I was aware of the class action lawsuit when it first came out. I have heard nothing of it since.

Check height clearance of your car for proper height. I'd bet your springs are sagging which causes premature wear on the inside of the tires. I noticed it on mine and my rear springs were replaced under warranty.


----------



## Northeast Rod Run (Oct 29, 2008)

it sounds like you are blaming all your damage on from when your tires were on the front of the car.

it sounds like you have drastically collapsed strut mount bushings. that is an easy and cheap fix, but not to noticable to someone who doesn't really know that it's a problem.

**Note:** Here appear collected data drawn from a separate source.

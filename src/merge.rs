//! Mastery merge: append "knows" assertions without duplicating them.
//!
//! The only write path of the engine. Every function returns a new
//! [`Document`]; the input is never mutated. Persisting the result is the
//! caller's job.
//!
//! Two integration styles are supported:
//! - engine-checked: [`merge_knowledge`] skips the append when the assertion
//!   already exists;
//! - caller-checked: [`contains_assertion`] then [`append_assertion`].

use serde::{Deserialize, Serialize};
use serde_json::json;

use crate::ld::{Document, Node, Predicate, local_id};

/// Bases used to build deterministic subject and object URIs.
#[derive(Debug, Clone, PartialEq, Eq, Serialize, Deserialize)]
#[serde(default)]
pub struct AssertionUris {
    /// Prefix for learner URIs; the user id is appended.
    pub user_base: String,
    /// Prefix for concept URIs; the concept's local id is appended.
    pub concept_base: String,
}

impl Default for AssertionUris {
    fn default() -> Self {
        Self {
            user_base: "https://example.org/users/".into(),
            concept_base: "https://example.org/concepts#".into(),
        }
    }
}

impl AssertionUris {
    /// Learner URI. Ids that are already absolute URIs are kept as-is.
    pub fn user_uri(&self, user_id: &str) -> String {
        let user_id = user_id.trim();
        if is_absolute(user_id) {
            user_id.to_string()
        } else {
            format!("{}{}", self.user_base, user_id)
        }
    }

    /// Concept URI built from the concept's local id.
    pub fn concept_uri(&self, concept: &str) -> String {
        format!("{}{}", self.concept_base, local_id(concept))
    }
}

fn is_absolute(id: &str) -> bool {
    id.contains("://") || id.starts_with("urn:")
}

/// Whether a merge appended a node, found it already present, or had
/// nothing to write.
#[derive(Debug, Clone, Copy, PartialEq, Eq, Serialize, Deserialize)]
#[serde(rename_all = "snake_case")]
pub enum MergeOutcome {
    Appended,
    AlreadyPresent,
    /// The user or concept id was blank; the document is returned unchanged.
    Skipped,
}

/// "User passed the evaluation for a concept", as reported by an assessment
/// subsystem. Pass/fail thresholds are decided upstream.
#[derive(Debug, Clone, PartialEq, Eq, Serialize, Deserialize)]
#[serde(rename_all = "camelCase")]
pub struct EvaluationEvent {
    pub user_id: String,
    pub concept: String,
    pub passed: bool,
}

/// Build the assertion node `{"@id": <user>, "knows": [{"@id": <concept>}]}`.
pub fn knows_assertion(uris: &AssertionUris, user_id: &str, concept: &str) -> Node {
    Node::with_id(uris.user_uri(user_id)).with(
        Predicate::Knows.canonical_key(),
        json!([{ "@id": uris.concept_uri(concept) }]),
    )
}

/// Whether `document` already holds a node with the same subject and the same
/// serialized "knows" object list as `assertion`.
pub fn contains_assertion(document: &Document, assertion: &Node) -> bool {
    let (Some(subject), Some(objects)) = (assertion.id(), serialized_knows(assertion)) else {
        return false;
    };
    document
        .nodes()
        .iter()
        .any(|node| node.id() == Some(subject) && serialized_knows(node).as_ref() == Some(&objects))
}

/// Append `assertion` unconditionally. Callers check with [`contains_assertion`].
pub fn append_assertion(document: &Document, assertion: Node) -> Document {
    document.appended(assertion)
}

/// Merge "`user_id` knows `concept`" into `document`, reporting what happened.
pub fn merge_with_outcome(
    document: &Document,
    uris: &AssertionUris,
    user_id: &str,
    concept: &str,
) -> (Document, MergeOutcome) {
    if user_id.trim().is_empty() || local_id(concept).is_empty() {
        tracing::debug!(user = user_id, concept, "blank user or concept id, merge is a no-op");
        return (document.clone(), MergeOutcome::Skipped);
    }
    let assertion = knows_assertion(uris, user_id, concept);
    if contains_assertion(document, &assertion) {
        tracing::debug!(user = user_id, concept, "assertion already present, merge is a no-op");
        return (document.clone(), MergeOutcome::AlreadyPresent);
    }
    tracing::debug!(user = user_id, concept, "appending knows assertion");
    (append_assertion(document, assertion), MergeOutcome::Appended)
}

/// Merge "`user_id` knows `concept`" into `document`, idempotently.
///
/// An empty document yields a single-node document holding the assertion.
pub fn merge_knowledge(
    document: &Document,
    uris: &AssertionUris,
    user_id: &str,
    concept: &str,
) -> Document {
    merge_with_outcome(document, uris, user_id, concept).0
}

/// Apply an evaluation event: merge on pass, return the document unchanged on fail.
pub fn apply_evaluation(document: &Document, uris: &AssertionUris, event: &EvaluationEvent) -> Document {
    if !event.passed {
        tracing::debug!(user = %event.user_id, concept = %event.concept, "evaluation not passed");
        return document.clone();
    }
    merge_knowledge(document, uris, &event.user_id, &event.concept)
}

fn serialized_knows(node: &Node) -> Option<String> {
    Predicate::Knows.lookup(node).map(|value| value.to_string())
}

your best bet is just to buy the new parts and fix it yourself (or give the new parts to someone else to install), then get an alignment afterwards. that will be fixed a lot quicker than trying to get someone else to fix it by placing blame

here's a link to purchase new bushings 
Wretched Motorsports

with the problems you are having, for $90.00 this is a cheap no-brainer for your safety


----------



## HP11 (Apr 11, 2009)

:agreeYou do quite a bit of drag racing according to your posts on LS1GTO. That is, if you're the same tsterling that's over there. It is at all possible that at least some of the cause for the problems you're having may have to do with that?


----------



## jpalamar (Jul 22, 2008)

Sounds like you need to check your tires more often... Maybe incorrect PSI, bad suspension, or just hard driving. Mine don't last all that long either. But thats my driving style.


----------



## 6.0GTO (Mar 13, 2005)

I bought my GTO at the same time and had the exact same issues with my tires too. I just bought a new Michelin PS2 because I had a blowout last week. I talked to a friend who is a GM Service Tech. and he thinks that the factory alignment specs are wrong because he's seen several with the same issues at his dealership.


----------



## HP11 (Apr 11, 2009)

6.0GTO said:


> I bought my GTO at the same time and had the exact same issues with my tires too. I just bought a new Michelin PS2 because I had a blowout last week. I talked to a friend who is a GM Service Tech. and he thinks that the factory alignment specs are wrong because he's seen several with the same issues at his dealership.


Never heard that one before. Has your friend worked as a Pontiac service tech and is familiar with these cars?


----------



## GTO JUDGE (May 14, 2005)

6.0GTO said:


> I bought my GTO at the same time and had the exact same issues with my tires too. I just bought a new Michelin PS2 because I had a blowout last week. I talked to a friend who is a GM Service Tech. and he thinks that the factory alignment specs are wrong because he's seen several with the same issues at his dealership.


Many of the issues have been associated with the shipping methods from OZ to the docks at port.
It was determined the over torquing of ratcheting down of the front end caused undo stress on the strut bushings squashing them. This caused the struts to go off kilter and begin to tilt towards the wheel. To compensate for this dealers would align the front end with a greater negative camber adjustment. As the strut tilts towards the wheel the greater the - camber is adjusted, finally to the point tire damage. 

Every 5K when I get my oil changed and tires rotated my struts are inspected and I have the bushings measured. There is a tolerance measurement on this as there is a picture of what a failing busing looks from pedders. So far for me, 35K miles and all is well. 

Also rear spring sag will prematurely wear the inside tread. Then you rotate say to an out of spec front end this will increase the wear.


----------